As a major, he attended the Armed Forces Staff College at Norfolk, Virginia, and upon graduation in 1980, he became the Marine Officer Instructor at the Naval Reserve Officer Training Corps at the University of South Carolina. In 1982, he returned to Marine Corps Base Quantico to serve as the Commanding Officer, Headquarters and Service Battalion, The Basic School, and later, as the Tactics Group Chief. He was promoted to lieutenant colonel in July 1983.

From 1984 to 1985, Rollings attended the National War College, in Washington, D.C., and upon graduation returned to the 2d Marine Division, where he served as the Assistant Chief of Staff, G-3, Operations Officer. He was then reassigned within the Division and served as the Commanding Officer, 3d Battalion, 4th Marines from 1986 to 1988.

Following his selection to colonel in 1988, Rollings reported to the Joint Staff at The Pentagon, for a tour as a Strategy Branch Chief, J-5. While a member of the Joint Staff, in 1989, he completed the Harvard University Senior Executive Fellows Program. In June 1991, he became the Commanding Officer of the 3rd Marine Regiment (Reinforced), 1st Marine Expeditionary Brigade, Marine Corps Air Station Kaneohe Bay, Hawaii. He advanced to brigadier general on June 28 and assumed assignment as the Commanding General, Marine Corps Base Camp Smedley D. Butler / Deputy Commanding General, Marine Corps Bases Japan, on July 14, 1993. He advanced to his present grade on February 14, 1995. He assumed his next assignment on May 26, 1995, as the Commanding General, III Marine Expeditionary Force / Commander, Marine Corps Bases Japan.

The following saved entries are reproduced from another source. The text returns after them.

//! Tool Router - builds the rmcp ToolRouter from the registry catalog.
//!
//! Each route races its invocation against the request's cancellation token,
//! so a cancelled call drops the in-flight upstream request.

use std::future::Future;
use std::sync::Arc;

use futures::FutureExt;
use rmcp::{
    ErrorData as McpError,
    handler::server::tool::{ToolCallContext, ToolRoute, ToolRouter},
    model::CallToolResult,
};
use tracing::info;

use super::registry::{CatalogEntry, catalog};
use crate::domains::openwebui::OpenWebUiClient;

/// Build the tool router with all registered tools.
pub fn build_tool_router<S>(client: Arc<OpenWebUiClient>) -> ToolRouter<S>
where
    S: Send + Sync + 'static,
{
    catalog()
        .into_iter()
        .fold(ToolRouter::new(), |router, entry| {
            router.with_route(create_route(entry, client.clone()))
        })
}

fn create_route<S>(entry: CatalogEntry, client: Arc<OpenWebUiClient>) -> ToolRoute<S>
where
    S: Send + Sync + 'static,
{
    ToolRoute::new_dyn((entry.tool)(), move |ctx: ToolCallContext<'_, S>| {
        let args = ctx.arguments.clone().unwrap_or_default();
        let cancellation = ctx.request_context.ct.clone();
        let client = client.clone();
        async move {
            let call = (entry.dispatch)(&client, args);
            until_cancelled(entry.name, call, cancellation.cancelled()).await
        }
        .boxed()
    })
}

/// Run `call` unless `cancelled` completes first; the losing future is dropped.
async fn until_cancelled<C, X>(
    name: &str,
    call: C,
    cancelled: X,
) -> Result<CallToolResult, McpError>
where
    C: Future<Output = CallToolResult>,
    X: Future<Output = ()>,
{
    tokio::select! {
        result = call => Ok(result),
        _ = cancelled => {
            info!("{} cancelled by the client", name);
            Err(McpError::internal_error(format!("{} was cancelled", name), None))
        }
    }
}
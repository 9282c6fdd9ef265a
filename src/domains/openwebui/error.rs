//! Errors raised by the Open WebUI client.

use thiserror::Error;

/// How an upstream non-2xx response is classified.
#[derive(Debug, Clone, Copy, PartialEq, Eq)]
pub enum UpstreamCategory {
    /// 401 or 403.
    PermissionDenied,
    /// 404.
    NotFound,
    /// Any other non-2xx status.
    Failure,
}

/// Open WebUI answered with a non-2xx status.
#[derive(Debug, Clone, Error)]
#[error("{method} {path} returned {status}: {message}")]
pub struct UpstreamError {
    /// HTTP method of the failed request.
    pub method: String,
    /// Request path, including identifiers.
    pub path: String,
    /// HTTP status code.
    pub status: u16,
    /// Message extracted from the response body.
    pub message: String,
}

impl UpstreamError {
    pub fn category(&self) -> UpstreamCategory {
        match self.status {
            401 | 403 => UpstreamCategory::PermissionDenied,
            404 => UpstreamCategory::NotFound,
            _ => UpstreamCategory::Failure,
        }
    }
}

/// Errors that can occur while talking to Open WebUI.
#[derive(Debug, Error)]
pub enum ClientError {
    /// The request could not be built (bad base URL, unusable path segment).
    #[error("Invalid request: {0}")]
    InvalidRequest(String),

    /// No response was received.
    #[error("{}", transport_message(.message, .timed_out))]
    Transport { message: String, timed_out: bool },

    /// Upstream answered with a non-2xx status.
    #[error(transparent)]
    Upstream(#[from] UpstreamError),

    /// Upstream answered 2xx but the body did not have the expected shape.
    #[error("Unexpected response from {path}: {message}")]
    ResponseShape { path: String, message: String },
}

fn transport_message(message: &str, timed_out: &bool) -> String {
    if *timed_out {
        format!("Open WebUI did not respond in time: {}", message)
    } else {
        format!("Open WebUI is unreachable: {}", message)
    }
}

impl ClientError {
    /// Create an invalid request error.
    pub fn invalid_request(msg: impl Into<String>) -> Self {
        Self::InvalidRequest(msg.into())
    }

    /// Create a response shape error.
    pub fn response_shape(path: impl Into<String>, msg: impl Into<String>) -> Self {
        Self::ResponseShape {
            path: path.into(),
            message: msg.into(),
        }
    }

    /// Map a reqwest failure that happened before a status was received.
    pub(crate) fn from_reqwest(err: reqwest::Error) -> Self {
        let timed_out = err.is_timeout();
        let message = if timed_out {
            "request timed out".to_string()
        } else if err.is_connect() {
            format!("connection failed ({})", err)
        } else {
            err.to_string()
        };
        Self::Transport { message, timed_out }
    }

    /// HTTP status of an upstream error, if any.
    pub fn status(&self) -> Option<u16> {
        match self {
            Self::Upstream(e) => Some(e.status),
            _ => None,
        }
    }
}
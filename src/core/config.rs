//! Configuration management for the MCP server.
//!
//! Configuration comes from environment variables (optionally via a `.env`
//! file) on top of built-in defaults. `OPENWEBUI_URL` is the only mandatory
//! setting.

use super::error::{Error, Result};
use super::transport::TransportConfig;
use serde::{Deserialize, Serialize};
use tracing::{info, warn};

/// Default upstream request timeout.
pub const DEFAULT_TIMEOUT_SECS: u64 = 30;

/// Main configuration structure for the MCP server.
#[derive(Debug, Clone, Serialize, Deserialize)]
pub struct Config {
    /// Server identification and metadata.
    pub server: ServerConfig,

    /// Logging configuration.
    pub logging: LoggingConfig,

    /// Transport configuration.
    pub transport: TransportConfig,

    /// Open WebUI connection settings.
    pub upstream: UpstreamConfig,
}

/// Server identification configuration.
#[derive(Debug, Clone, Serialize, Deserialize)]
pub struct ServerConfig {
    /// The name of the server as reported to clients.
    pub name: String,

    /// The version of the server.
    pub version: String,
}

/// Logging configuration.
#[derive(Debug, Clone, Serialize, Deserialize)]
pub struct LoggingConfig {
    /// Log level filter (e.g., "info", "debug", "trace").
    pub level: String,
}

/// Where Open WebUI lives and how to talk to it.
#[derive(Clone, Serialize, Deserialize)]
pub struct UpstreamConfig {
    /// Base URL of the instance, without trailing slash.
    pub base_url: String,

    /// Default credential used when a call brings none.
    pub api_key: Option<String>,

    /// Per-request timeout in seconds.
    pub timeout_secs: u64,
}

/// Custom Debug implementation to redact secrets from logs.
impl std::fmt::Debug for UpstreamConfig {
    fn fmt(&self, f: &mut std::fmt::Formatter<'_>) -> std::fmt::Result {
        f.debug_struct("UpstreamConfig")
            .field("base_url", &self.base_url)
            .field("api_key", &self.api_key.as_ref().map(|_| "[REDACTED]"))
            .field("timeout_secs", &self.timeout_secs)
            .finish()
    }
}

impl Default for LoggingConfig {
    fn default() -> Self {
        Self {
            level: "info".to_string(),
        }
    }
}

impl LoggingConfig {
    /// Read `MCP_LOG_LEVEL`. Usable before the rest of the configuration so
    /// that logging is up while the configuration loads.
    pub fn from_env() -> Self {
        dotenvy::dotenv().ok();
        std::env::var("MCP_LOG_LEVEL")
            .map(|level| Self { level })
            .unwrap_or_default()
    }
}

impl Default for UpstreamConfig {
    fn default() -> Self {
        Self {
            base_url: "http://localhost:8080".to_string(),
            api_key: None,
            timeout_secs: DEFAULT_TIMEOUT_SECS,
        }
    }
}

impl Default for Config {
    fn default() -> Self {
        Self {
            server: ServerConfig {
                name: "openwebui-mcp-server".to_string(),
                version: env!("CARGO_PKG_VERSION").to_string(),
            },
            logging: LoggingConfig::default(),
            transport: TransportConfig::default(),
            upstream: UpstreamConfig::default(),
        }
    }
}

impl Config {
    /// Create a new configuration with default values.
    pub fn new() -> Self {
        Self::default()
    }

    /// Load configuration from environment variables.
    ///
    /// Fails when `OPENWEBUI_URL` is missing or blank.
    pub fn from_env() -> Result<Self> {
        dotenvy::dotenv().ok();

        let mut config = Self::default();

        if let Ok(name) = std::env::var("MCP_SERVER_NAME") {
            config.server.name = name;
        }

        config.logging = LoggingConfig::from_env();

        config.transport = TransportConfig::from_env();

        let base_url = std::env::var("OPENWEBUI_URL")
            .ok()
            .map(|url| url.trim().trim_end_matches('/').to_string())
            .filter(|url| !url.is_empty())
            .ok_or_else(|| {
                Error::config(
                    "OPENWEBUI_URL is required (for example https://openwebui.example.com)",
                )
            })?;
        config.upstream.base_url = base_url;

        config.upstream.api_key = std::env::var("OPENWEBUI_API_KEY")
            .ok()
            .filter(|key| !key.trim().is_empty());
        if config.upstream.api_key.is_some() {
            info!("Default Open WebUI API key loaded from environment");
        } else {
            warn!(
                "OPENWEBUI_API_KEY not set - every tool call must bring its own api_key"
            );
        }

        if let Ok(raw) = std::env::var("OPENWEBUI_TIMEOUT_SECS") {
            config.upstream.timeout_secs = match raw.trim().parse::<u64>() {
                Ok(secs) if secs > 0 => secs,
                _ => {
                    warn!(
                        "Invalid OPENWEBUI_TIMEOUT_SECS '{}', using {}s",
                        raw, DEFAULT_TIMEOUT_SECS
                    );
                    DEFAULT_TIMEOUT_SECS
                }
            };
        }

        Ok(config)
    }
}
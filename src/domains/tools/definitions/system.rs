//! Tools, functions and instance configuration.

use async_trait::async_trait;
use schemars::JsonSchema;
use serde::Deserialize;

use super::common::{NoParams, require_id};
use crate::domains::openwebui::models::{FunctionSummary, SystemConfig, ToolSummary};
use crate::domains::openwebui::{ClientError, Credential, OpenWebUiClient};
use crate::domains::tools::{AdminTool, PermissionTier, ToolEffect, ToolError};

#[derive(Debug, Clone, Deserialize, JsonSchema)]
pub struct ToolIdParams {
    /// ID of the Open WebUI tool.
    pub tool_id: String,
}

#[derive(Debug, Clone, Deserialize, JsonSchema)]
pub struct FunctionIdParams {
    /// ID of the function (filter, action or pipe).
    pub function_id: String,
}

pub struct ListToolsTool;

#[async_trait]
impl AdminTool for ListToolsTool {
    const NAME: &'static str = "list_tools";
    const DESCRIPTION: &'static str =
        "List the tools installed in Open WebUI (Python toolkits models can call).";
    const TIER: PermissionTier = PermissionTier::Any;
    const EFFECT: ToolEffect = ToolEffect::Read;

    type Params = NoParams;
    type Output = Vec<ToolSummary>;

    async fn call(
        client: &OpenWebUiClient,
        _params: NoParams,
        credential: Option<&Credential>,
    ) -> Result<Vec<ToolSummary>, ClientError> {
        client.list_tools(credential).await
    }

    fn summarize(tools: &Vec<ToolSummary>) -> String {
        format!("Found {} tools", tools.len())
    }
}

pub struct GetToolTool;

#[async_trait]
impl AdminTool for GetToolTool {
    const NAME: &'static str = "get_tool";
    const DESCRIPTION: &'static str = "Get details of an installed Open WebUI tool.";
    const TIER: PermissionTier = PermissionTier::Any;
    const EFFECT: ToolEffect = ToolEffect::Read;

    type Params = ToolIdParams;
    type Output = ToolSummary;

    fn validate(params: &ToolIdParams) -> Result<(), ToolError> {
        require_id("tool_id", &params.tool_id)
    }

    async fn call(
        client: &OpenWebUiClient,
        params: ToolIdParams,
        credential: Option<&Credential>,
    ) -> Result<ToolSummary, ClientError> {
        client.get_tool(&params.tool_id, credential).await
    }

    fn summarize(tool: &ToolSummary) -> String {
        format!("Tool '{}' ({})", tool.name, tool.id)
    }
}

pub struct ListFunctionsTool;

#[async_trait]
impl AdminTool for ListFunctionsTool {
    const NAME: &'static str = "list_functions";
    const DESCRIPTION: &'static str = "List installed functions (filters, actions and pipes).";
    const TIER: PermissionTier = PermissionTier::Admin;
    const EFFECT: ToolEffect = ToolEffect::Read;

    type Params = NoParams;
    type Output = Vec<FunctionSummary>;

    async fn call(
        client: &OpenWebUiClient,
        _params: NoParams,
        credential: Option<&Credential>,
    ) -> Result<Vec<FunctionSummary>, ClientError> {
        client.list_functions(credential).await
    }

    fn summarize(functions: &Vec<FunctionSummary>) -> String {
        let active = functions.iter().filter(|f| f.is_active).count();
        format!("Found {} functions ({} active)", functions.len(), active)
    }
}

pub struct GetFunctionTool;

#[async_trait]
impl AdminTool for GetFunctionTool {
    const NAME: &'static str = "get_function";
    const DESCRIPTION: &'static str = "Get details of an installed function.";
    const TIER: PermissionTier = PermissionTier::Admin;
    const EFFECT: ToolEffect = ToolEffect::Read;

    type Params = FunctionIdParams;
    type Output = FunctionSummary;

    fn validate(params: &FunctionIdParams) -> Result<(), ToolError> {
        require_id("function_id", &params.function_id)
    }

    async fn call(
        client: &OpenWebUiClient,
        params: FunctionIdParams,
        credential: Option<&Credential>,
    ) -> Result<FunctionSummary, ClientError> {
        client.get_function(&params.function_id, credential).await
    }

    fn summarize(function: &FunctionSummary) -> String {
        match &function.kind {
            Some(kind) => format!("Function '{}' ({}, {})", function.name, function.id, kind),
            None => format!("Function '{}' ({})", function.name, function.id),
        }
    }
}

pub struct GetSystemConfigTool;

#[async_trait]
impl AdminTool for GetSystemConfigTool {
    const NAME: &'static str = "get_system_config";
    const DESCRIPTION: &'static str = "Get the instance-wide Open WebUI configuration.";
    const TIER: PermissionTier = PermissionTier::Admin;
    const EFFECT: ToolEffect = ToolEffect::Read;

    type Params = NoParams;
    type Output = SystemConfig;

    async fn call(
        client: &OpenWebUiClient,
        _params: NoParams,
        credential: Option<&Credential>,
    ) -> Result<SystemConfig, ClientError> {
        client.get_system_config(credential).await
    }

    fn summarize(config: &SystemConfig) -> String {
        format!("System configuration with {} sections", config.0.len())
    }
}
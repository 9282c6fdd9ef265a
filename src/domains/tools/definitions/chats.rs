//! Chat tools. Open WebUI scopes these to the caller's own chats.

use async_trait::async_trait;
use schemars::JsonSchema;
use serde::Deserialize;

use super::common::{DeletionResult, NoParams, require_id};
use crate::domains::openwebui::models::{Chat, ChatSummary};
use crate::domains::openwebui::{ClientError, Credential, OpenWebUiClient};
use crate::domains::tools::{AdminTool, PermissionTier, ToolEffect, ToolError};

#[derive(Debug, Clone, Deserialize, JsonSchema)]
pub struct ChatIdParams {
    /// ID of the chat.
    pub chat_id: String,
}

pub struct ListChatsTool;

#[async_trait]
impl AdminTool for ListChatsTool {
    const NAME: &'static str = "list_chats";
    const DESCRIPTION: &'static str = "List the caller's chats (id, title, timestamps).";
    const TIER: PermissionTier = PermissionTier::Own;
    const EFFECT: ToolEffect = ToolEffect::Read;

    type Params = NoParams;
    type Output = Vec<ChatSummary>;

    async fn call(
        client: &OpenWebUiClient,
        _params: NoParams,
        credential: Option<&Credential>,
    ) -> Result<Vec<ChatSummary>, ClientError> {
        client.list_chats(credential).await
    }

    fn summarize(chats: &Vec<ChatSummary>) -> String {
        format!("Found {} chats", chats.len())
    }
}

pub struct GetChatTool;

#[async_trait]
impl AdminTool for GetChatTool {
    const NAME: &'static str = "get_chat";
    const DESCRIPTION: &'static str = "Get a chat with its full message history.";
    const TIER: PermissionTier = PermissionTier::Own;
    const EFFECT: ToolEffect = ToolEffect::Read;

    type Params = ChatIdParams;
    type Output = Chat;

    fn validate(params: &ChatIdParams) -> Result<(), ToolError> {
        require_id("chat_id", &params.chat_id)
    }

    async fn call(
        client: &OpenWebUiClient,
        params: ChatIdParams,
        credential: Option<&Credential>,
    ) -> Result<Chat, ClientError> {
        client.get_chat(&params.chat_id, credential).await
    }

    fn summarize(chat: &Chat) -> String {
        format!(
            "Chat '{}' ({}) with {} messages",
            chat.title,
            chat.id,
            chat.chat.messages.len()
        )
    }
}

pub struct DeleteChatTool;

#[async_trait]
impl AdminTool for DeleteChatTool {
    const NAME: &'static str = "delete_chat";
    const DESCRIPTION: &'static str = "Delete one chat.";
    const TIER: PermissionTier = PermissionTier::Own;
    const EFFECT: ToolEffect = ToolEffect::Destructive;

    type Params = ChatIdParams;
    type Output = DeletionResult;

    fn validate(params: &ChatIdParams) -> Result<(), ToolError> {
        require_id("chat_id", &params.chat_id)
    }

    async fn call(
        client: &OpenWebUiClient,
        params: ChatIdParams,
        credential: Option<&Credential>,
    ) -> Result<DeletionResult, ClientError> {
        let deletion = client.delete_chat(&params.chat_id, credential).await?;
        Ok(DeletionResult::new(params.chat_id, deletion))
    }

    fn summarize(result: &DeletionResult) -> String {
        result.summary("chat")
    }
}

pub struct DeleteAllChatsTool;

#[async_trait]
impl AdminTool for DeleteAllChatsTool {
    const NAME: &'static str = "delete_all_chats";
    const DESCRIPTION: &'static str =
        "Delete ALL chats of the caller. This cannot be undone.";
    const TIER: PermissionTier = PermissionTier::Own;
    const EFFECT: ToolEffect = ToolEffect::Destructive;

    type Params = NoParams;
    type Output = DeletionResult;

    async fn call(
        client: &OpenWebUiClient,
        _params: NoParams,
        credential: Option<&Credential>,
    ) -> Result<DeletionResult, ClientError> {
        let deletion = client.delete_all_chats(credential).await?;
        Ok(DeletionResult::bulk(deletion))
    }

    fn summarize(result: &DeletionResult) -> String {
        result.summary("chats")
    }
}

== Additional information ==
In July 1971, Rollings set the world record for sit-ups when he did 17,000 situps in seven hours and twenty-seven minutes. He later beat his own record with 40,000 consecutive sit-ups over the course of 16 hours when assigned as the Marine Officer Instructor, Naval Reserve Officer Training Corps, University of South Carolina in April 1981. He also participated in one of three combat parachute jumps conducted by Marines during the Vietnam War.

== Awards ==

SCUBA Diver Badge Navy Marine Corps Parachutist Badge
| 1st Row | Navy Cross |  |  |  | Silver Star w/ 1 award star |  |  |  | Defense Superior Service Medal |  |  |  |
| 2nd Row | Bronze Star w/ valor device |  |  | Purple Heart w/ 1 award star |  |  | Meritorious Service Medal w/ 1 award star |  |  | Navy Marine Corps Commendation Medal |  |  |
| 3rd Row | Combat Action Ribbon |  |  | Joint Meritorious Unit Award |  |  | Navy Unit Commendation |  |  | Navy Meritorious Unit Commendation |  |  |
| 4th Row | National Defense Service Medal w/ 1 service star |  |  | Armed Forces Expeditionary Medal |  |  | Vietnam Service Medal |  |  | Navy Sea Service Deployment Ribbon |  |  |
| 5th Row | Vietnam Gallantry Cross Unit Citation |  |  | Vietnam Civil Actions Unit Citation (First Class) |  |  | United Nations Medal |  |  | Vietnam Campaign Medal |  |  |

- Note: The gold US Navy Parachute Rigger badge was worn unofficially by USMC personnel in place of the US Army parachutist badge from 1942–1963 before it officially became the Navy and Marine Corps Parachutist insignia on July 12, 1963, per Bureau of Naval Personnel Notice 1020. Members of the Marine Corps who attended jump school before 1963 were issued the silver Army parachutist badge but may be depicted wearing the gold Navy Parachute Rigger badge as it was common practice during this time period.